Another Baseball Simulator… in Python!

6 min readNov 23, 2020

Two weeks ago, I did a little bit of web scraping, getting data from a simple table. Last week, I created a baseball simulator in JavaScript. This week, I’m combining the two: scraping data from a baseball stats site, then building a simulator… but this time, both in Python!

Scraping The Data

Whereas in JavaScript we used the request().then().then() function syntax along with the DOM querySelector() and querySelectorAll() functions to find the table, we’ll be using the Python equivalents for this exercise: the ‘requests’ library for the initial GET request and then the famous ‘Beautiful Soup’ library to filter through the web page and get the desired table.

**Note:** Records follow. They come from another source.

use uuid::Uuid;

use crate::{
    audit::log_audit,
    dto::products::{CreateProductRequest, LinkProductRequest},
    error::{AppError, AppResult},
    middleware::auth::{AuthUser, ensure_owner},
    models::{CampaignProduct, Product},
    response::{ApiResponse, Meta},
    services::now,
    state::AppState,
    validation::validate_name,
};

pub async fn create_product(
    state: &AppState,
    user: &AuthUser,
    payload: CreateProductRequest,
) -> AppResult<ApiResponse<Product>> {
    let name = validate_name("name", &payload.name)?;
    if payload.price < 0 {
        return Err(AppError::bad_request("price must not be negative"));
    }

    let business = state
        .store
        .businesses
        .find_business(payload.business_id)
        .await?
        .ok_or_else(|| AppError::not_found("Business"))?;
    ensure_owner(user, business.owner_id)?;

    if let Some(category_id) = payload.category_id {
        if state.store.categories.find_category(category_id).await?.is_none() {
            return Err(AppError::not_found("Category"));
        }
    }

    let timestamp = now();
    let product = state
        .store
        .products
        .insert_product(Product {
            id: Uuid::new_v4(),
            business_id: business.id,
            category_id: payload.category_id,
            name,
            description: payload.description,
            price: payload.price,
            active: true,
            created_at: timestamp,
            updated_at: timestamp,
        })
        .await?;

    log_audit(
        state,
        Some(user.user_id),
        "product_create",
        Some("products"),
        Some(serde_json::json!({ "product_id": product.id, "business_id": business.id })),
    )
    .await;

    Ok(ApiResponse::success(
        "Product created",
        product,
        Some(Meta::empty()),
    ))
}

pub async fn get_product(state: &AppState, id: Uuid) -> AppResult<ApiResponse<Product>> {
    let product = state
        .store
        .products
        .find_product(id)
        .await?
        .ok_or_else(|| AppError::not_found("Product"))?;
    Ok(ApiResponse::success("Product", product, None))
}

/// Attach a product to a campaign of the same business.
pub async fn link_product(
    state: &AppState,
    user: &AuthUser,
    payload: LinkProductRequest,
) -> AppResult<ApiResponse<CampaignProduct>> {
    let product = state
        .store
        .products
        .find_product(payload.product_id)
        .await?
        .ok_or_else(|| AppError::not_found("Product"))?;
    let campaign = state
        .store
        .campaigns
        .find_campaign(payload.campaign_id)
        .await?
        .ok_or_else(|| AppError::not_found("Campaign"))?;

    if product.business_id != campaign.business_id {
        return Err(AppError::bad_request(
            "product and campaign belong to different businesses",
        ));
    }

    let business = state
        .store
        .businesses
        .find_business(campaign.business_id)
        .await?
        .ok_or_else(|| AppError::not_found("Business"))?;
    ensure_owner(user, business.owner_id)?;

    if state
        .store
        .campaigns
        .find_campaign_product(campaign.id, product.id)
        .await?
        .is_some()
    {
        return Err(AppError::Conflict(
            "product is already linked to this campaign".into(),
        ));
    }

    let link = state
        .store
        .campaigns
        .insert_campaign_product(CampaignProduct {
            id: Uuid::new_v4(),
            campaign_id: campaign.id,
            product_id: product.id,
            created_at: now(),
        })
        .await?;

    log_audit(
        state,
        Some(user.user_id),
        "product_link",
        Some("campaign_products"),
        Some(serde_json::json!({ "campaign_id": campaign.id, "product_id": product.id })),
    )
    .await;

    Ok(ApiResponse::success(
        "Product linked",
        link,
        Some(Meta::empty()),
    ))
}
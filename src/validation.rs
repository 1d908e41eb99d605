//! Field validators shared by the services.

use once_cell::sync::Lazy;
use regex::Regex;

use crate::error::{AppError, AppResult};

pub const NAME_MAX_LEN: usize = 120;

static URL_REGEX: Lazy<Regex> = Lazy::new(|| {
    Regex::new(r"^https?://[A-Za-z0-9](?:[A-Za-z0-9-]*[A-Za-z0-9])?(?:\.[A-Za-z0-9](?:[A-Za-z0-9-]*[A-Za-z0-9])?)+(?::\d{1,5})?(?:[/?#][^\s]*)?$")
        .expect("url regex")
});

static EMAIL_REGEX: Lazy<Regex> = Lazy::new(|| {
    Regex::new(r"^[a-zA-Z0-9._%+-]+@[a-zA-Z0-9.-]+\.[a-zA-Z]{2,}$").expect("email regex")
});

static PHONE_REGEX: Lazy<Regex> =
    Lazy::new(|| Regex::new(r"^\+?[0-9][0-9 ()-]{5,19}$").expect("phone regex"));

/// Trimmed, non-blank, at most [`NAME_MAX_LEN`] characters.
pub fn validate_name(field: &str, value: &str) -> AppResult<String> {
    let value = value.trim();
    if value.is_empty() {
        return Err(AppError::bad_request(format!("{field} must not be blank")));
    }
    if value.chars().count() > NAME_MAX_LEN {
        return Err(AppError::bad_request(format!(
            "{field} must be at most {NAME_MAX_LEN} characters"
        )));
    }
    Ok(value.to_string())
}

pub fn is_valid_url(value: &str) -> bool {
    URL_REGEX.is_match(value)
}

pub fn is_valid_email(value: &str) -> bool {
    value.len() <= 254 && EMAIL_REGEX.is_match(value)
}

pub fn is_valid_phone(value: &str) -> bool {
    PHONE_REGEX.is_match(value)
}

#[cfg(test)]
mod tests {
    use super::*;

    #[test]
    fn urls() {
        assert!(is_valid_url("https://example.com"));
        assert!(is_valid_url("http://shop.example.co.uk/path?x=1#top"));
        assert!(is_valid_url("https://instagram.com/my-store"));
        assert!(!is_valid_url("ftp://example.com"));
        assert!(!is_valid_url("https://"));
        assert!(!is_valid_url("https://localhost"));
        assert!(!is_valid_url("https://exa mple.com"));
    }

    #[test]
    fn emails_and_phones() {
        assert!(is_valid_email("owner@shop.io"));
        assert!(!is_valid_email("owner@shop"));
        assert!(is_valid_phone("+1 (555) 123-4567"));
        assert!(!is_valid_phone("call me"));
    }

    #[test]
    fn names_are_trimmed_and_bounded() {
        assert_eq!(validate_name("name", "  Shop ").unwrap(), "Shop");
        assert!(validate_name("name", "   ").is_err());
        assert!(validate_name("name", &"x".repeat(121)).is_err());
    }
}
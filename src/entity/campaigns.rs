use sea_orm::entity::prelude::*;

#[derive(Clone, Debug, PartialEq, DeriveEntityModel)]
#[sea_orm(table_name = "campaigns")]
pub struct Model {
    #[sea_orm(primary_key, auto_increment = false)]
    pub id: Uuid,
    pub name: String,
    pub description: Option<String>,
    pub start_date: DateTimeWithTimeZone,
    pub end_date: DateTimeWithTimeZone,
    pub category_id: Uuid,
    pub business_id: Uuid,
    pub active: bool,
    pub created_at: DateTimeWithTimeZone,
    pub last_update: DateTimeWithTimeZone,
}

#[derive(Copy, Clone, Debug, EnumIter, DeriveRelation)]
pub enum Relation {
    #[sea_orm(
        belongs_to = "super::businesses::Entity",
        from = "Column::BusinessId",
        to = "super::businesses::Column::Id"
    )]
    Businesses,
    #[sea_orm(
        belongs_to = "super::categories::Entity",
        from = "Column::CategoryId",
        to = "super::categories::Column::Id"
    )]
    Categories,
    #[sea_orm(has_many = "super::campaign_products::Entity")]
    CampaignProducts,
}

impl Related<super::businesses::Entity> for Entity {
    fn to() -> RelationDef {
        Relation::Businesses.def()
    }
}

impl Related<super::categories::Entity> for Entity {
    fn to() -> RelationDef {
        Relation::Categories.def()
    }
}

impl Related<super::campaign_products::Entity> for Entity {
    fn to() -> RelationDef {
        Relation::CampaignProducts.def()
    }
}

impl ActiveModelBehavior for ActiveModel {}
use metropoly::render::raster::{self, RasterError, RasterFormat, RasterOptions};
use metropoly::render::{
    Artifact, AssetGenerator, BoardFormat, DirectoryTileCatalog, EmbeddedFont, TileCatalog,
    write_artifact, write_artifacts,
};
use metropoly::{BoardConfig, BoardManifest, Palette, PropertyStore, SizingPolicy};
use std::path::{Path, PathBuf};
use std::str::FromStr;
use std::sync::Arc;

#[derive(Debug)]
enum CliError {
    Usage(&'static str),
    Io(std::io::Error),
    Data(metropoly::Error),
    Render(metropoly_render::Error),
    Raster(RasterError),
    Json(serde_json::Error),
}

impl std::fmt::Display for CliError {
    fn fmt(&self, f: &mut std::fmt::Formatter<'_>) -> std::fmt::Result {
        match self {
            CliError::Usage(msg) => write!(f, "{msg}"),
            CliError::Io(err) => write!(f, "I/O error: {err}"),
            CliError::Data(err) => write!(f, "{err}"),
            CliError::Render(err) => write!(f, "{err}"),
            CliError::Raster(err) => write!(f, "{err}"),
            CliError::Json(err) => write!(f, "JSON error: {err}"),
        }
    }
}

impl From<std::io::Error> for CliError {
    fn from(value: std::io::Error) -> Self {
        Self::Io(value)
    }
}

impl From<metropoly::Error> for CliError {
    fn from(value: metropoly::Error) -> Self {
        Self::Data(value)
    }
}

impl From<metropoly_render::Error> for CliError {
    fn from(value: metropoly_render::Error) -> Self {
        Self::Render(value)
    }
}

impl From<RasterError> for CliError {
    fn from(value: RasterError) -> Self {
        Self::Raster(value)
    }
}

impl From<serde_json::Error> for CliError {
    fn from(value: serde_json::Error) -> Self {
        Self::Json(value)
    }
}

#[derive(Debug, Clone, Copy, Default, PartialEq, Eq)]
enum Command {
    Tiles,
    Cards,
    #[default]
    Board,
    Layout,
    All,
}

#[derive(Debug, Clone, Copy, PartialEq, Eq)]
enum OutputFormat {
    Svg,
    Html,
    Raster(RasterFormat),
}

impl FromStr for OutputFormat {
    type Err = ();

    fn from_str(s: &str) -> Result<Self, Self::Err> {
        match s.trim().to_ascii_lowercase().as_str() {
            "svg" => Ok(Self::Svg),
            "html" | "htm" => Ok(Self::Html),
            "png" => Ok(Self::Raster(RasterFormat::Png)),
            "jpg" | "jpeg" => Ok(Self::Raster(RasterFormat::Jpeg)),
            "pdf" => Ok(Self::Raster(RasterFormat::Pdf)),
            _ => Err(()),
        }
    }
}

#[derive(Debug, Default)]
struct Args {
    command: Command,
    props: Option<PathBuf>,
    palette: Option<PathBuf>,
    config: Option<PathBuf>,
    manifest: Option<PathBuf>,
    out_dir: Option<PathBuf>,
    out: Option<PathBuf>,
    tiles_dir: Option<PathBuf>,
    font: Option<PathBuf>,
    format: Option<OutputFormat>,
    scale: Option<f32>,
    fit: bool,
    pretty: bool,
    verbose: bool,
}

const DEFAULT_PROPS: &str = "props/propiedades.json";
const DEFAULT_PALETTE: &str = "src/palette.html";
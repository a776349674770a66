use crate::svg::{AssetRenderOptions, render_card_svg, render_null_tile_svg, render_tile_svg};
use crate::{Error, Result};
use metropoly_core::{FileNaming, Palette, PropertyStore};
use std::path::{Path, PathBuf};

/// A rendered file waiting to be written.
#[derive(Debug, Clone, PartialEq, Eq)]
pub struct Artifact {
    pub path: PathBuf,
    pub contents: String,
}

/// One tile per record plus the null tile, all under `dir`.
pub fn tile_artifacts(
    store: &PropertyStore,
    palette: &Palette,
    naming: &FileNaming,
    options: &AssetRenderOptions,
    dir: &Path,
) -> Vec<Artifact> {
    let mut out: Vec<Artifact> = store
        .iter()
        .map(|record| Artifact {
            path: dir.join(naming.tile_file_name(&record.name)),
            contents: render_tile_svg(record, palette, options),
        })
        .collect();
    out.push(Artifact {
        path: dir.join(&naming.null_tile_file),
        contents: render_null_tile_svg(palette, options),
    });
    out
}

pub fn card_artifacts(
    store: &PropertyStore,
    palette: &Palette,
    naming: &FileNaming,
    options: &AssetRenderOptions,
    dir: &Path,
) -> Vec<Artifact> {
    store
        .iter()
        .map(|record| Artifact {
            path: dir.join(naming.card_file_name(&record.name)),
            contents: render_card_svg(record, palette, options),
        })
        .collect()
}

/// Writes `contents` to `path`, creating parent directories first.
pub fn write_artifact(path: &Path, contents: impl AsRef<[u8]>) -> Result<()> {
    if let Some(parent) = path.parent().filter(|p| !p.as_os_str().is_empty()) {
        std::fs::create_dir_all(parent).map_err(|source| Error::Write {
            path: parent.to_path_buf(),
            source,
        })?;
    }
    std::fs::write(path, contents).map_err(|source| Error::Write {
        path: path.to_path_buf(),
        source,
    })?;
    tracing::debug!(path = %path.display(), "wrote artifact");
    Ok(())
}

pub fn write_artifacts(artifacts: &[Artifact]) -> Result<()> {
    for artifact in artifacts {
        write_artifact(&artifact.path, &artifact.contents)?;
    }
    Ok(())
}
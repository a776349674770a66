use super::{AssetRenderOptions, fmt, open_svg, push_text};
use metropoly_core::palette::contrasting_text_color;
use metropoly_core::property::format_amount;
use metropoly_core::{Palette, PropertyRecord};
use std::fmt::Write as _;
use unicode_width::UnicodeWidthStr;

/// Average advance of a glyph relative to the font size, for bold sans-serif faces.
const GLYPH_ADVANCE: f64 = 0.68;

/// Largest font size (up to `base`, down to `min`) at which `text` fits in `available` pixels.
pub fn fit_font_size(text: &str, base: f64, available: f64, min: f64) -> f64 {
    let columns = UnicodeWidthStr::width(text) as f64;
    if columns == 0.0 {
        return base;
    }
    let needed = columns * base * GLYPH_ADVANCE;
    if needed <= available {
        base
    } else {
        (base * available / needed).max(min)
    }
}

/// Square board tile: color band with the upper-cased name, price at the bottom.
pub fn render_tile_svg(
    record: &PropertyRecord,
    palette: &Palette,
    options: &AssetRenderOptions,
) -> String {
    let size = options.pixels.cell_size;
    let k = size / 150.0;
    let background = palette.background();
    let band = palette.resolve(&record.color_key);

    let mut out = String::new();
    open_svg(&mut out, size, size, options);
    push_frame(&mut out, size, background, palette.border(), k);
    let _ = writeln!(
        &mut out,
        r#"<rect class="color-band" x="0" y="0" width="{}" height="{}" fill="{}"/>"#,
        fmt(size),
        fmt(30.0 * k),
        band
    );

    let name = record.name.to_uppercase();
    let font_size = fit_font_size(&name, 12.0 * k, size - 12.0 * k, 6.0 * k);
    push_text(
        &mut out,
        size / 2.0,
        20.0 * k,
        font_size,
        &options.title_font(),
        contrasting_text_color(band),
        &name,
    );
    push_text(
        &mut out,
        size / 2.0,
        130.0 * k,
        14.0 * k,
        &options.body_font(),
        contrasting_text_color(background),
        &format!("M{}", format_amount(record.price)),
    );
    out.push_str("</svg>\n");
    out
}

/// Blank tile used for board positions without a property.
pub fn render_null_tile_svg(palette: &Palette, options: &AssetRenderOptions) -> String {
    let size = options.pixels.cell_size;
    let k = size / 150.0;
    let mut out = String::new();
    open_svg(&mut out, size, size, options);
    push_frame(&mut out, size, palette.background(), palette.border(), k);
    out.push_str("</svg>\n");
    out
}

fn push_frame(out: &mut String, size: f64, fill: &str, stroke: &str, k: f64) {
    let _ = writeln!(
        out,
        r#"<rect class="tile-frame" x="0" y="0" width="{s}" height="{s}" fill="{fill}" stroke="{stroke}" stroke-width="{sw}"/>"#,
        s = fmt(size),
        sw = fmt(4.0 * k),
    );
}

#[cfg(test)]
mod tests {
    use super::*;

    #[test]
    fn short_names_keep_the_base_font_size() {
        assert_eq!(fit_font_size("GO", 12.0, 138.0, 6.0), 12.0);
        assert_eq!(fit_font_size("", 12.0, 138.0, 6.0), 12.0);
    }

    #[test]
    fn long_names_shrink_but_not_below_the_minimum() {
        let name = "MEDITERRANEAN AVENUE";
        let size = fit_font_size(name, 12.0, 138.0, 6.0);
        assert!(size < 12.0);
        assert!(size >= 6.0);
        assert!(name.len() as f64 * size * GLYPH_ADVANCE <= 138.0 + 1e-9);

        let huge = "X".repeat(500);
        assert_eq!(fit_font_size(&huge, 12.0, 138.0, 6.0), 6.0);
    }

    #[test]
    fn wide_characters_count_double() {
        let narrow = fit_font_size("ABCDEFGHIJKLMNOPQRST", 12.0, 138.0, 1.0);
        let wide = fit_font_size("東京東京東京東京東京東京東京東京東京東京", 12.0, 138.0, 1.0);
        assert!(wide < narrow);
    }
}
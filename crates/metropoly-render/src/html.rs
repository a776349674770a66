//! Board as nested HTML tables: blue contains yellow contains red, each inner table sitting in one
//! `colspan`/`rowspan` cell that covers its container's interior.

use crate::model::{BoardLayout, RingLayout, TileCell};
use htmlize::{escape_attribute, escape_text};
use std::fmt::Write as _;

#[derive(Debug, Clone)]
pub struct HtmlRenderOptions {
    pub title: String,
    /// Pixel size of every tile image.
    pub cell_size: f64,
}

impl Default for HtmlRenderOptions {
    fn default() -> Self {
        Self {
            title: "Metropoly Board".to_string(),
            cell_size: 150.0,
        }
    }
}

pub fn render_board_html(layout: &BoardLayout, options: &HtmlRenderOptions) -> String {
    let mut inner: Option<String> = None;
    for ring in layout.rings.iter().rev() {
        inner = Some(render_ring_table(ring, inner.as_deref()));
    }

    let mut out = String::new();
    let _ = write!(
        &mut out,
        r#"<!DOCTYPE html>
<html lang="en">
<head>
<meta charset="UTF-8">
<title>{title}</title>
<style>
{style}</style>
</head>
<body>
<div class="board-container">
"#,
        title = escape_text(options.title.as_str()),
        style = board_style(options.cell_size),
    );
    if let Some(table) = inner {
        out.push_str(&table);
        out.push('\n');
    }
    out.push_str("</div>\n</body>\n</html>\n");
    out
}

fn board_style(cell_size: f64) -> String {
    let mut out = String::new();
    out.push_str(
        ".board-container { display: flex; justify-content: center; align-items: center; margin: 1rem; }\n",
    );
    out.push_str("table.board-ring { border-collapse: collapse; }\n");
    out.push_str("table.board-ring td { padding: 0; border: 1px solid #010101; }\n");
    let _ = writeln!(
        &mut out,
        "img.tile-image {{ display: block; width: {s}px; height: {s}px; }}",
        s = crate::svg::fmt(cell_size)
    );
    for deg in [0, 90, 180, 270] {
        let _ = writeln!(
            &mut out,
            ".tile-image.rot-{deg} {{ transform: rotate({deg}deg); }}"
        );
    }
    out.push_str(".tile-image.corner { outline: 2px solid #010101; outline-offset: -2px; }\n");
    out
}

fn render_tile_cell(out: &mut String, cell: &TileCell) {
    let alt = cell.name.as_deref().unwrap_or("Empty");
    let _ = write!(
        out,
        r#"<td><img src="{src}" alt="{alt}" class="tile-image rot-{rot} lane-{lane}{corner}"/></td>"#,
        src = escape_attribute(cell.image_path.as_str()),
        alt = escape_attribute(alt),
        rot = cell.rotation.degrees(),
        lane = cell.lane,
        corner = if cell.is_corner { " corner" } else { "" },
    );
}

/// One ring as a `<table>`. With `inner`, the interior is a single cell holding it; without, the
/// interior is filled with empty cells.
pub fn render_ring_table(ring: &RingLayout, inner: Option<&str>) -> String {
    let side = ring.side as usize;
    let mut grid: Vec<Option<&TileCell>> = vec![None; side * side];
    for cell in &ring.cells {
        let (row, col) = (cell.grid.row as usize, cell.grid.col as usize);
        if row < side && col < side {
            grid[row * side + col] = Some(cell);
        }
    }
    let at = |row: usize, col: usize| grid[row * side + col];

    let mut out = String::new();
    let _ = writeln!(&mut out, r#"<table class="board-ring ring-{}">"#, ring.lane);
    let last = side.saturating_sub(1);
    for row in 0..side {
        out.push_str("<tr>");
        if row == 0 || row == last {
            for col in 0..side {
                push_cell(&mut out, at(row, col));
            }
        } else {
            push_cell(&mut out, at(row, 0));
            match inner {
                Some(inner) if row == 1 => {
                    let span = side - 2;
                    let _ = write!(
                        &mut out,
                        r#"<td colspan="{span}" rowspan="{span}" class="inner-ring-container">"#
                    );
                    out.push('\n');
                    out.push_str(inner);
                    out.push_str("</td>");
                }
                Some(_) => {}
                None => {
                    for _ in 1..last {
                        out.push_str("<td></td>");
                    }
                }
            }
            push_cell(&mut out, at(row, last));
        }
        out.push_str("</tr>\n");
    }
    out.push_str("</table>");
    out
}

fn push_cell(out: &mut String, cell: Option<&TileCell>) {
    match cell {
        Some(cell) => render_tile_cell(out, cell),
        None => out.push_str("<td></td>"),
    }
}
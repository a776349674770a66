//! SVG output: per-property tiles and cards, the null tile, and the board canvas.
//!
//! Everything is written into a `String` with `write!`; callers decide where the markup goes.

mod board;
mod card;
mod font;
mod tile;
mod util;

pub use board::{BoardSvgOptions, render_board_svg};
pub use card::render_card_svg;
pub use font::EmbeddedFont;
pub use tile::{fit_font_size, render_null_tile_svg, render_tile_svg};
pub use util::{escape_xml, escape_xml_into, fmt, fmt_into};

use metropoly_core::PixelSizes;
use std::fmt::Write as _;

pub const TITLE_FONT: &str = "Arial Black";
pub const BODY_FONT: &str = "Arial";

#[derive(Debug, Clone, Default)]
pub struct AssetRenderOptions {
    pub pixels: PixelSizes,
    /// Replaces both font families when present.
    pub font: Option<EmbeddedFont>,
}

impl AssetRenderOptions {
    pub(crate) fn title_font(&self) -> String {
        self.font_family(TITLE_FONT)
    }

    pub(crate) fn body_font(&self) -> String {
        self.font_family(BODY_FONT)
    }

    fn font_family(&self, fallback: &str) -> String {
        match &self.font {
            Some(font) => font.family_list(fallback),
            None => fallback.to_string(),
        }
    }
}

/// Opening `<svg>` tag plus the embedded font style, if any.
pub(crate) fn open_svg(out: &mut String, width: f64, height: f64, options: &AssetRenderOptions) {
    let _ = write!(
        out,
        r#"<svg xmlns="http://www.w3.org/2000/svg" width="{w}" height="{h}" viewBox="0 0 {w} {h}">"#,
        w = fmt(width),
        h = fmt(height)
    );
    out.push('\n');
    if let Some(font) = &options.font {
        let _ = writeln!(out, "<style>{}</style>", font.font_face_rule());
    }
}

/// Centered text line.
pub(crate) fn push_text(
    out: &mut String,
    x: f64,
    y: f64,
    font_size: f64,
    font_family: &str,
    fill: &str,
    text: &str,
) {
    let _ = write!(
        out,
        r#"<text x="{}" y="{}" font-size="{}" font-family="{}" fill="{}" text-anchor="middle">"#,
        fmt(x),
        fmt(y),
        fmt(font_size),
        escape_xml(font_family),
        escape_xml(fill)
    );
    escape_xml_into(out, text);
    out.push_str("</text>\n");
}
use crate::{Error, Result};
use base64::Engine as _;
use std::path::Path;

/// A font file inlined into SVG output as a base64 `@font-face` rule.
#[derive(Debug, Clone, PartialEq, Eq)]
pub struct EmbeddedFont {
    pub family: String,
    mime: &'static str,
    format: &'static str,
    data: String,
}

impl EmbeddedFont {
    /// The family name is the file stem.
    pub fn load(path: impl AsRef<Path>) -> Result<Self> {
        let path = path.as_ref();
        let extension = path
            .extension()
            .and_then(|e| e.to_str())
            .unwrap_or_default()
            .to_ascii_lowercase();
        let (mime, format) = match extension.as_str() {
            "ttf" => ("font/ttf", "truetype"),
            "otf" => ("font/otf", "opentype"),
            "woff" => ("font/woff", "woff"),
            "woff2" => ("font/woff2", "woff2"),
            _ => return Err(Error::UnsupportedFont { extension }),
        };
        let bytes = std::fs::read(path).map_err(|source| Error::Font {
            path: path.to_path_buf(),
            source,
        })?;
        let family = path
            .file_stem()
            .and_then(|s| s.to_str())
            .unwrap_or("Embedded")
            .to_string();
        Ok(Self::from_bytes(family, mime, format, &bytes))
    }

    fn from_bytes(family: String, mime: &'static str, format: &'static str, bytes: &[u8]) -> Self {
        Self {
            family,
            mime,
            format,
            data: base64::engine::general_purpose::STANDARD.encode(bytes),
        }
    }

    pub fn font_face_rule(&self) -> String {
        format!(
            r#"@font-face {{ font-family: "{}"; src: url(data:{};base64,{}) format("{}"); }}"#,
            self.family.replace('"', ""),
            self.mime,
            self.data,
            self.format
        )
    }

    /// `font-family` value that prefers this font and falls back to `fallback`.
    pub fn family_list(&self, fallback: &str) -> String {
        format!("'{}', {}", self.family.replace(['"', '\''], ""), fallback)
    }
}
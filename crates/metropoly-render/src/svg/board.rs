use super::{escape_xml, fmt};
use crate::model::{BoardLayout, PixelPoint, RingGeometry, RingLayout, TileCell, Traversal};
use crate::ring::to_pixel_coordinate;
use std::fmt::Write as _;

#[derive(Debug, Clone, Default)]
pub struct BoardSvgOptions {
    /// Draw empty positions as outlined rectangles instead of the null tile image.
    pub placeholder_rects: bool,
    /// Canvas fill behind the rings.
    pub background: Option<String>,
}

/// Single canvas with one `<g>` per ring; each tile is an `<image>` rotated about its center.
pub fn render_board_svg(layout: &BoardLayout, options: &BoardSvgOptions) -> String {
    let size = layout.canvas_size();
    let mut out = String::new();
    let _ = writeln!(
        &mut out,
        r#"<svg xmlns="http://www.w3.org/2000/svg" class="metropoly-board" width="{s}" height="{s}" viewBox="0 0 {s} {s}">"#,
        s = fmt(size)
    );
    if let Some(bg) = &options.background {
        let _ = writeln!(
            &mut out,
            r#"<rect class="board-background" x="0" y="0" width="{s}" height="{s}" fill="{}"/>"#,
            escape_xml(bg),
            s = fmt(size)
        );
    }

    for ring in &layout.rings {
        let Some(geometry) = layout.geometry(ring.lane) else {
            continue;
        };
        render_ring(&mut out, ring, geometry, options);
    }
    out.push_str("</svg>\n");
    out
}

fn render_ring(out: &mut String, ring: &RingLayout, geometry: &RingGeometry, options: &BoardSvgOptions) {
    let _ = writeln!(
        out,
        r#"<g class="ring ring-{}" data-side="{}">"#,
        ring.lane, ring.side
    );
    let cell = geometry.cell_size;
    for (index, tile) in ring.cells.iter().enumerate() {
        let Some(at) = cell_origin(ring, index, tile, geometry) else {
            continue;
        };
        let class = if tile.is_corner { "tile corner" } else { "tile" };
        if tile.is_placeholder() && options.placeholder_rects {
            let _ = writeln!(
                out,
                r##"<rect class="{class} placeholder" x="{}" y="{}" width="{c}" height="{c}" fill="none" stroke="#9e9e9e"/>"##,
                fmt(at.x),
                fmt(at.y),
                c = fmt(cell)
            );
            continue;
        }
        let _ = writeln!(
            out,
            r#"<image class="{class}" href="{}" x="{}" y="{}" width="{c}" height="{c}" transform="rotate({} {} {})"/>"#,
            escape_xml(&tile.image_path),
            fmt(at.x),
            fmt(at.y),
            tile.rotation.degrees(),
            fmt(at.x + cell / 2.0),
            fmt(at.y + cell / 2.0),
            c = fmt(cell)
        );
    }
    out.push_str("</g>\n");
}

fn cell_origin(
    ring: &RingLayout,
    index: usize,
    tile: &TileCell,
    geometry: &RingGeometry,
) -> Option<PixelPoint> {
    match ring.traversal {
        Traversal::Pixel => to_pixel_coordinate(
            u32::try_from(index).ok()?,
            ring.side,
            geometry.cell_size,
            geometry.offset_cells,
        ),
        Traversal::Table => Some(PixelPoint {
            x: (f64::from(tile.grid.col) + geometry.offset_cells) * geometry.cell_size,
            y: (f64::from(tile.grid.row) + geometry.offset_cells) * geometry.cell_size,
        }),
    }
}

After downloading said libraries locally on your machine (via pip, conda or whatever your preference is), import the functions at the top of your file. Then, to get the data from the website, we use requests.get() and then several BeautifulSoup functions to parse the data:

import requests
from bs4 import BeautifulSoup
import pandas# Gets all the HTML from the given URL
page = requests.get("https://www.baseball-reference.com/leagues/MLB/2019-standard-batting.shtml")
# Parses the HTML string and turns it into a analyzable Beautiful Soup object
soup = BeautifulSoup(page.content, 'html.parser')
# Getting the first table from the page
my_table = soup.find('table')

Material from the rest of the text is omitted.